6. If a Standalone (i.e., algorithm only without human-in-the-loop performance) was done

Yes, for several features, standalone performance was assessed through bench testing using phantoms or analyzed clinical images where the algorithm's output was quantified.

• PIQE: Bench testing used ACR phantom images to evaluate SNR, signal intensity profiles for ringing and sharpness, and clinical images for Edge Slope Width, Ringing Variable Mean, SNR, and Contrast Change Ratio. This evaluates the algorithm's direct impact on image characteristics.
• NeuroLine+: Performance was assessed by comparing the algorithm's auto-detected angle and center position against manually annotated ground truth by technologists, yielding a success rate for autopilot positioning. This is a standalone evaluation of the algorithm's
• IMC: Bench testing utilized clinical datasets with mathematically simulated motion to evaluate the algorithm's effectiveness in reducing motion artifacts using metrics like peak SNR and SSIM. This is a standalone evaluation of the algorithm's image processing capability.
• Free Breathing Dynamic DLR: Bench testing for automatic arterial phase detection assessed the algorithm's success rate in identifying the correct phases. This is a standalone performance metric for that specific AI function.
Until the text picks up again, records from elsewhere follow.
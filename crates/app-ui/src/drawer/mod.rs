//! Home screen bottom drawer
//!
//! The drawer is a panel whose vertical offset is driven by pan gestures,
//! snap animations, and hand-offs from the scrollable content it hosts.
//! [`Drawer`] is the mediator: pan and scroll events go to it, it decides
//! which source owns the offset, and it reports scroll enablement back to
//! the [`ContentHost`].
//!
//! # Example
//!
//! ```rust
//! use app_ui::drawer::{ContentHost, Drawer, DrawerConfig, GestureSample, SnapPoint};
//! use std::time::Duration;
//!
//! #[derive(Default)]
//! struct List { scroll_enabled: bool }
//!
//! impl ContentHost for List {
//!     fn set_scroll_enabled(&mut self, enabled: bool) { self.scroll_enabled = enabled; }
//!     fn reset_scroll(&mut self) {}
//! }
//!
//! let mut drawer = Drawer::new(DrawerConfig::for_viewport(812.0), List::default()).unwrap();
//! drawer.pan_start();
//! drawer.pan_move(GestureSample::new(-200.0, -1500.0));
//! drawer.pan_end(GestureSample::new(-200.0, -1500.0));
//!
//! while drawer.advance(Duration::from_millis(16)).is_none() {}
//! assert_eq!(drawer.resting_point(), Some(SnapPoint::Top));
//! assert!(drawer.host().scroll_enabled);
//! ```

pub mod config;
pub mod coordinator;
pub mod gesture;
pub mod offset;
pub mod snap;
pub mod spring;
pub mod style;

use std::time::Duration;

use tracing::{debug, trace};

pub use config::{
    ConfigError, DrawerConfig, HandBackConfig, HeightFractions, SnapFractions, SpringConfig,
};
pub use coordinator::{HandBack, InteractionMode, ModeCoordinator, ScrollSample};
pub use gesture::{GestureController, GestureSample, Release};
pub use offset::{Driver, OffsetCell, WriterToken};
pub use snap::{SnapPoint, SnapTable};
pub use spring::SpringAnimation;
pub use style::{DerivedStyle, StyleEvaluator};

/// The scrollable list rendered inside the drawer
#[cfg_attr(test, mockall::automock)]
pub trait ContentHost {
    /// Allow or forbid the content from scrolling
    fn set_scroll_enabled(&mut self, enabled: bool);

    /// Scroll the content back to its origin
    fn reset_scroll(&mut self);
}

/// A snap animation in flight
#[derive(Debug)]
struct ActiveSnap {
    target: SnapPoint,
    spring: SpringAnimation,
    token: WriterToken,
}

/// Drawer state for one mounted home screen
pub struct Drawer<H: ContentHost> {
    config: DrawerConfig,
    table: SnapTable,
    styles: StyleEvaluator,
    offset: OffsetCell,
    gesture: GestureController,
    mode: ModeCoordinator,
    snap: Option<ActiveSnap>,
    resting: Option<SnapPoint>,
    host: H,
}

impl<H: ContentHost> Drawer<H> {
    /// Mount a drawer at `Middle`
    pub fn new(config: DrawerConfig, mut host: H) -> config::Result<Self> {
        config.validate()?;

        let table = SnapTable::from_config(&config);
        let styles = StyleEvaluator::new(&config);
        let mode = ModeCoordinator::new(config.hand_back);
        host.set_scroll_enabled(false);

        debug!(
            viewport = config.viewport_height,
            top = table.top(),
            middle = table.middle(),
            bottom = table.bottom(),
            "Drawer mounted"
        );

        Ok(Self {
            offset: OffsetCell::new(table.middle()),
            gesture: GestureController::new(),
            snap: None,
            resting: Some(SnapPoint::Middle),
            config,
            table,
            styles,
            mode,
            host,
        })
    }

    /// Current offset
    pub fn offset(&self) -> f32 {
        self.offset.get()
    }

    /// Who currently writes the offset
    pub fn driver(&self) -> Driver {
        self.offset.driver()
    }

    /// Current interaction mode
    pub fn mode(&self) -> InteractionMode {
        self.mode.mode()
    }

    /// Snap table for this viewport
    pub fn snap_table(&self) -> &SnapTable {
        &self.table
    }

    /// Configuration the drawer was mounted with
    pub fn config(&self) -> &DrawerConfig {
        &self.config
    }

    /// Target of the running snap animation
    pub fn animation_target(&self) -> Option<SnapPoint> {
        self.snap.as_ref().map(|s| s.target)
    }

    /// Snap point the drawer is resting on, if idle
    pub fn resting_point(&self) -> Option<SnapPoint> {
        self.resting
    }

    /// Derived styles for the current frame
    pub fn style(&self) -> DerivedStyle {
        self.styles.evaluate(self.offset.get())
    }

    /// Style evaluator for this configuration
    pub fn style_evaluator(&self) -> &StyleEvaluator {
        &self.styles
    }

    /// The hosted content
    pub fn host(&self) -> &H {
        &self.host
    }

    /// The hosted content, mutably
    pub fn host_mut(&mut self) -> &mut H {
        &mut self.host
    }

    // =========================================================================
    // Pan gesture
    // =========================================================================

    /// A pan gesture began. Cancels any running snap animation.
    pub fn pan_start(&mut self) {
        if !self.mode.accepts_pan() {
            debug!("Pan ignored while content is scrolling");
            return;
        }
        self.snap = None;
        self.resting = None;
        self.gesture.start(&mut self.offset);
    }

    /// A pan gesture moved
    pub fn pan_move(&mut self, sample: GestureSample) {
        if !sample.is_finite() {
            debug!(?sample, "Dropping non-finite pan sample");
            return;
        }
        self.gesture.update(&mut self.offset, &self.table, sample);
        trace!(offset = self.offset.get(), "Drawer dragged");
    }

    /// A pan gesture ended. Returns the chosen snap target.
    pub fn pan_end(&mut self, sample: GestureSample) -> Option<SnapPoint> {
        if !sample.is_finite() {
            debug!(?sample, "Non-finite pan release treated as a still release");
        }

        let release = self.gesture.end(
            &mut self.offset,
            &self.table,
            sample,
            self.config.fling_velocity,
        )?;
        self.animate_to(release.target, release.velocity);
        Some(release.target)
    }

    /// The pan gesture was cancelled by the platform.
    ///
    /// The drawer settles on whatever the position rule picks.
    pub fn pan_cancel(&mut self) {
        if !self.gesture.is_active() {
            return;
        }
        self.gesture.cancel(&mut self.offset);
        let target = self.table.select(self.offset.get(), 0.0, self.config.fling_velocity);
        self.animate_to(target, 0.0);
    }

    // =========================================================================
    // Content scroll
    // =========================================================================

    /// The content scrolled
    pub fn scroll(&mut self, sample: ScrollSample) {
        if !sample.is_finite() {
            debug!(?sample, "Dropping non-finite scroll sample");
            return;
        }
        self.mode.on_scroll(sample);
    }

    /// Whether the content is currently allowed to scroll
    pub fn scroll_enabled(&self) -> bool {
        self.mode.scroll_enabled()
    }

    /// The finger lifted from the content
    pub fn scroll_end_drag(&mut self, sample: ScrollSample) -> bool {
        if !sample.is_finite() {
            return false;
        }
        match self.mode.on_scroll_end_drag(sample) {
            Some(hand_back) => {
                self.hand_back(hand_back);
                true
            }
            None => false,
        }
    }

    /// Momentum scrolling ended
    pub fn momentum_end(&mut self, sample: ScrollSample) -> bool {
        if !sample.is_finite() {
            return false;
        }
        match self.mode.on_momentum_end(sample) {
            Some(hand_back) => {
                self.hand_back(hand_back);
                true
            }
            None => false,
        }
    }

    // =========================================================================
    // Animation
    // =========================================================================

    /// Animate to a snap point without a gesture
    pub fn snap_to(&mut self, point: SnapPoint) {
        if self.gesture.is_active() {
            self.gesture.cancel(&mut self.offset);
        }
        self.animate_to(point, 0.0);
    }

    /// Advance the running animation by one frame.
    ///
    /// Returns the snap point on the frame the drawer comes to rest.
    pub fn advance(&mut self, dt: Duration) -> Option<SnapPoint> {
        let snap = self.snap.as_mut()?;

        if !self.offset.is_current(&snap.token) {
            // Superseded by a drag
            self.snap = None;
            return None;
        }

        let position = self.table.clamp_drag(snap.spring.advance(dt));
        self.offset.write(&snap.token, position);
        trace!(offset = position, target = ?snap.target, "Snap frame");

        if !snap.spring.is_settled() {
            return None;
        }

        let ActiveSnap { target, token, .. } = self.snap.take()?;
        self.offset.write(&token, self.table.offset(target));
        self.offset.release(&token);
        self.settle(target);
        Some(target)
    }

    fn animate_to(&mut self, target: SnapPoint, velocity: f32) {
        if target != SnapPoint::Top && self.mode.enter_dragging() {
            self.host.set_scroll_enabled(false);
        }

        let token = self.offset.claim(Driver::Animating);
        let spring = SpringAnimation::new(
            self.config.spring,
            self.offset.get(),
            self.table.offset(target),
            velocity,
        );
        debug!(target = ?target, from = self.offset.get(), velocity, "Snap animation started");

        self.resting = None;
        self.snap = Some(ActiveSnap { target, spring, token });
    }

    fn hand_back(&mut self, hand_back: HandBack) {
        self.host.set_scroll_enabled(false);
        self.animate_to(SnapPoint::Middle, hand_back.velocity());
    }

    fn settle(&mut self, target: SnapPoint) {
        self.resting = Some(target);
        match target {
            SnapPoint::Top => {
                if self.mode.enter_scrolling() {
                    self.host.set_scroll_enabled(true);
                }
            }
            SnapPoint::Middle | SnapPoint::Bottom => {
                if self.mode.enter_dragging() {
                    self.host.set_scroll_enabled(false);
                }
                self.mode.scroll_reset();
                self.host.reset_scroll();
            }
        }
        debug!(?target, mode = ?self.mode.mode(), "Drawer settled");
    }
}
7. The type of Ground Truth used

• Expert Consensus/Opinion (Qualitative):
  • For PIQE, IMC, and Free Breathing Dynamic DLR clinical image reviews, the ground truth for image quality and diagnostic acceptability was established by scores/preferences from multiple board-certified radiologists, based on a modified Likert scale. This is a form of expert consensus/opinion.
• Expert Annotation (Quantitative):
  • For NeuroLine+, the ground truth for slice alignment accuracy (angle and position) was established by manual annotation by two experienced ARRT licensed MR technologists.
  • For Free Breathing Dynamic DLR arterial phase detection, the gold standard phase was "manually selected by experienced radiologists."
• Known Conditions / Simulated Data:
  • For IMC, some bench testing involved clinical datasets where motion was mathematically simulated, allowing for a known "truth" regarding motion artifacts.
  • For PIQE, phantom images (ACR phantom) provided a controlled environment for objective image quality metrics.

8. The Sample Size for the Training Set

The document explicitly states for PIQE, IMC, and Free Breathing Dynamic DLR that "All testing data were acquired separately and independently from the training data after the machine learning training was completed." While it confirms the independence of training and testing data, it does not provide the specific sample size for the training set for any of the AI/ML features.

9. How the Ground Truth for the Training Set was Established

The document does not explicitly describe how the ground truth for the training set was established for any of the AI/ML features. It only confirms that the testing data were independent of the training data. For machine learning algorithms, ground truth for training data is typically established through a similar process of expert labeling, clinical data, or simulation, but the specifics are not detailed in this summary.